Exercise goal :: Look through the records that follow. Copy every line containing the word "rendered".

Records supplied ::
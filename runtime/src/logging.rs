//! Development action logger.
//!
//! [`LoggingMiddleware`] is a pass-through stage: it never intercepts, it only
//! records what reaches it. Placed after the API middleware it sees the
//! lifecycle actions (request, success, failure) rather than the descriptors.

use press_core::{Intercept, Middleware, MiddlewareError};
use std::fmt::Debug;

/// Logs every action at `debug`, and the state it will be reduced against at `trace`
#[derive(Debug, Clone, Copy, Default)]
pub struct LoggingMiddleware;

impl<S, A> Middleware<S, A> for LoggingMiddleware
where
    S: Debug,
    A: Debug,
{
    fn name(&self) -> &'static str {
        "logger"
    }

    fn intercept(&self, state: &S, action: A) -> Result<Intercept<A>, MiddlewareError> {
        tracing::debug!(target: "press::actions", action = ?action, "action");
        tracing::trace!(target: "press::actions", prev_state = ?state, "state before reduce");
        Ok(Intercept::Next(action))
    }
}

#[cfg(test)]
mod tests {
    use super::*;

    #[test]
    fn test_logger_passes_actions_through() {
        let outcome = Middleware::<u8, &str>::intercept(&LoggingMiddleware, &0, "open_page");
        assert!(matches!(outcome, Ok(Intercept::Next("open_page"))));
    }

    #[test]
    fn test_logger_name() {
        assert_eq!(Middleware::<(), ()>::name(&LoggingMiddleware), "logger");
    }
}
//! Reducers of the site store.
//!
//! [`SiteReducer`] combines three concerns that all see every action:
//!
//! - the entity cache absorbs normalized success payloads
//! - the status board tracks loading and error flags per family
//! - navigation turns `OpenPage` into a page fetch when the page is missing

use crate::actions::{self, ApiRoutes};
use crate::selectors;
use crate::status::StatusReducer;
use crate::types::{SiteAction, SiteState};
use press_api::{ApiOutcome, Payload};
use press_core::composition::{CombinedReducer, combine_reducers, scope_reducer};
use press_core::environment::Clock;
use press_core::{SmallVec, effect::Effect, reducer::Reducer, smallvec};
use serde_json::Value;
use std::sync::Arc;

/// Environment dependencies for the site reducers
#[derive(Clone)]
pub struct SiteEnvironment {
    /// Clock for request status timestamps
    pub clock: Arc<dyn Clock>,
    /// Route prefixes used when building descriptors
    pub routes: ApiRoutes,
}

impl SiteEnvironment {
    /// Creates a new `SiteEnvironment`
    #[must_use]
    pub fn new(clock: Arc<dyn Clock>, routes: ApiRoutes) -> Self {
        Self { clock, routes }
    }
}

/// Stores normalized success payloads in the entity cache
#[derive(Clone, Debug, Default)]
pub struct CacheReducer;

impl Reducer for CacheReducer {
    type State = SiteState;
    type Action = SiteAction;
    type Environment = SiteEnvironment;

    fn reduce(
        &self,
        state: &mut Self::State,
        action: Self::Action,
        _env: &Self::Environment,
    ) -> SmallVec<[Effect<Self::Action>; 4]> {
        let SiteAction::Api(action) = action else {
            return smallvec![Effect::None];
        };

        let family = action.split_type().0.to_string();
        if let ApiOutcome::Success {
            response: Payload::Normalized(normalized),
            ..
        } = action.outcome
        {
            // Lists replace the family's listing; single lookups only refresh records
            if matches!(normalized.result, Value::Array(_)) {
                state.cache.record_listing(&family, normalized.result_ids());
            }
            tracing::trace!(family = %family, kinds = normalized.entities.len(), "Caching entities");
            state.cache.merge_entities(normalized.entities);
        }

        smallvec![Effect::None]
    }
}

/// Fetches pages on demand
#[derive(Clone, Debug, Default)]
pub struct NavigationReducer;

impl Reducer for NavigationReducer {
    type State = SiteState;
    type Action = SiteAction;
    type Environment = SiteEnvironment;

    fn reduce(
        &self,
        state: &mut Self::State,
        action: Self::Action,
        env: &Self::Environment,
    ) -> SmallVec<[Effect<Self::Action>; 4]> {
        match action {
            SiteAction::OpenPage { id } => {
                if !selectors::needs_page(state, id) {
                    tracing::debug!(page_id = id, "Page already cached");
                    return smallvec![Effect::None];
                }

                tracing::debug!(page_id = id, "Fetching page");
                smallvec![Effect::send(SiteAction::Call(actions::fetch_single_page(
                    &env.routes,
                    id,
                )))]
            },
            SiteAction::Call(call) => {
                tracing::warn!(
                    action_type = %call.action_type,
                    "Call descriptor reached the reducer; is the API middleware installed?"
                );
                smallvec![Effect::None]
            },
            SiteAction::Api(_) => smallvec![Effect::None],
        }
    }
}

/// Root reducer of the site store
#[derive(Clone)]
pub struct SiteReducer {
    inner: CombinedReducer<SiteState, SiteAction, SiteEnvironment>,
}

impl SiteReducer {
    /// Creates a new `SiteReducer`
    #[must_use]
    pub fn new() -> Self {
        Self {
            inner: combine_reducers(vec![
                Box::new(CacheReducer),
                Box::new(scope_reducer(StatusReducer, |site: &mut SiteState| &mut site.status)),
                Box::new(NavigationReducer),
            ]),
        }
    }
}

impl Default for SiteReducer {
    fn default() -> Self {
        Self::new()
    }
}

impl Reducer for SiteReducer {
    type State = SiteState;
    type Action = SiteAction;
    type Environment = SiteEnvironment;

    fn reduce(
        &self,
        state: &mut Self::State,
        action: Self::Action,
        env: &Self::Environment,
    ) -> SmallVec<[Effect<Self::Action>; 4]> {
        self.inner.reduce(state, action, env)
    }
}

#[cfg(test)]
mod tests {
    #![allow(clippy::unwrap_used, clippy::panic)]

    use super::*;
    use crate::actions::{FETCH_PAGE, FETCH_POSTS};
    use crate::entities;
    use press_api::schema::normalize;
    use press_api::{ActionTypes, ApiAction};
    use press_testing::{ReducerTest, assertions, run_effects, test_clock};
    use serde_json::{Map, json};

    fn env() -> SiteEnvironment {
        SiteEnvironment::new(Arc::new(test_clock()), ApiRoutes::default())
    }

    fn posts_success(body: &Value) -> SiteAction {
        let normalized = normalize(body, &entities::POST_ARRAY).unwrap();
        SiteAction::Api(ApiAction::success(
            &ActionTypes::derive(FETCH_POSTS).unwrap(),
            Payload::Normalized(normalized),
            Map::new(),
        ))
    }

    #[test]
    fn test_request_marks_family_loading() {
        ReducerTest::new(SiteReducer::new())
            .with_env(env())
            .given_state(SiteState::new())
            .when_action(SiteAction::Api(ApiAction::request(
                &ActionTypes::derive(FETCH_PAGE).unwrap(),
                Map::new(),
            )))
            .then_state(|state| {
                assert!(state.status.is_loading(FETCH_PAGE));
                assert_eq!(
                    state.status.get(FETCH_PAGE).unwrap().updated_at,
                    Some(test_clock().now())
                );
            })
            .then_effects(assertions::assert_no_effects)
            .run();
    }

    #[test]
    fn test_success_fills_cache_and_listing() {
        ReducerTest::new(SiteReducer::new())
            .with_env(env())
            .given_state(SiteState::new())
            .when_actions([
                SiteAction::Api(ApiAction::request(&ActionTypes::derive(FETCH_POSTS).unwrap(), Map::new())),
                posts_success(&json!([
                    { "id": 2, "title": { "rendered": "Second" }, "author": { "id": 1, "name": "Ed" } },
                    { "id": 1, "title": { "rendered": "First" }, "author": 1 }
                ])),
            ])
            .then_state(|state| {
                assert!(!state.status.is_loading(FETCH_POSTS));
                assert_eq!(state.cache.listing(FETCH_POSTS), ["2".to_string(), "1".to_string()]);
                assert_eq!(state.cache.len(entities::kinds::POSTS), 2);
                assert_eq!(state.cache.get(entities::kinds::USERS, "1"), Some(&json!({ "id": 1, "name": "Ed" })));
            })
            .then_effects(assertions::assert_no_effects)
            .run();
    }

    #[test]
    fn test_single_lookup_keeps_listing() {
        let single = normalize(&json!({ "id": 9, "title": { "rendered": "Ninth" } }), &entities::POST).unwrap();

        ReducerTest::new(SiteReducer::new())
            .with_env(env())
            .given_state(SiteState::new())
            .when_actions([
                posts_success(&json!([{ "id": 1 }])),
                SiteAction::Api(ApiAction::success(
                    &ActionTypes::derive(FETCH_POSTS).unwrap(),
                    Payload::Normalized(single),
                    Map::new(),
                )),
            ])
            .then_state(|state| {
                assert_eq!(state.cache.listing(FETCH_POSTS), ["1".to_string()]);
                assert!(state.cache.contains(entities::kinds::POSTS, "9"));
            })
            .run();
    }

    #[test]
    fn test_raw_payload_is_not_cached() {
        ReducerTest::new(SiteReducer::new())
            .with_env(env())
            .given_state(SiteState::new())
            .when_action(SiteAction::Api(ApiAction::success(
                &ActionTypes::derive("FETCH_SETTINGS").unwrap(),
                Payload::Raw(json!({ "title": "Site" })),
                Map::new(),
            )))
            .then_state(|state| assert!(state.cache.is_empty()))
            .run();
    }

    #[tokio::test]
    async fn test_open_missing_page_fetches_it() {
        let mut state = SiteState::new();
        let effects = SiteReducer::new().reduce(&mut state, SiteAction::OpenPage { id: 7 }, &env());
        assertions::assert_effects_count(&effects, 1);

        let actions = run_effects(effects.into_vec()).await;
        assert_eq!(actions.len(), 1);
        let SiteAction::Call(call) = &actions[0] else {
            panic!("expected a call descriptor, got {:?}", actions[0]);
        };
        assert_eq!(call.action_type, FETCH_PAGE);
        assert_eq!(call.endpoint.resolve(&state), "/wp/v2/pages/7");
    }

    #[test]
    fn test_open_cached_page_is_noop() {
        let mut state = SiteState::new();
        state.cache.upsert(entities::kinds::PAGES, "7", json!({ "id": 7 }));

        ReducerTest::new(SiteReducer::new())
            .with_env(env())
            .given_state(state)
            .when_actions([SiteAction::OpenPage { id: 7 }, SiteAction::OpenPage { id: 0 }])
            .then_effects(assertions::assert_no_effects)
            .run();
    }
}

The answer ::
                    { "id": 2, "title": { "rendered": "Second" }, "author": { "id": 1, "name": "Ed" } },
                    { "id": 1, "title": { "rendered": "First" }, "author": 1 }
        let single = normalize(&json!({ "id": 9, "title": { "rendered": "Ninth" } }), &entities::POST).unwrap();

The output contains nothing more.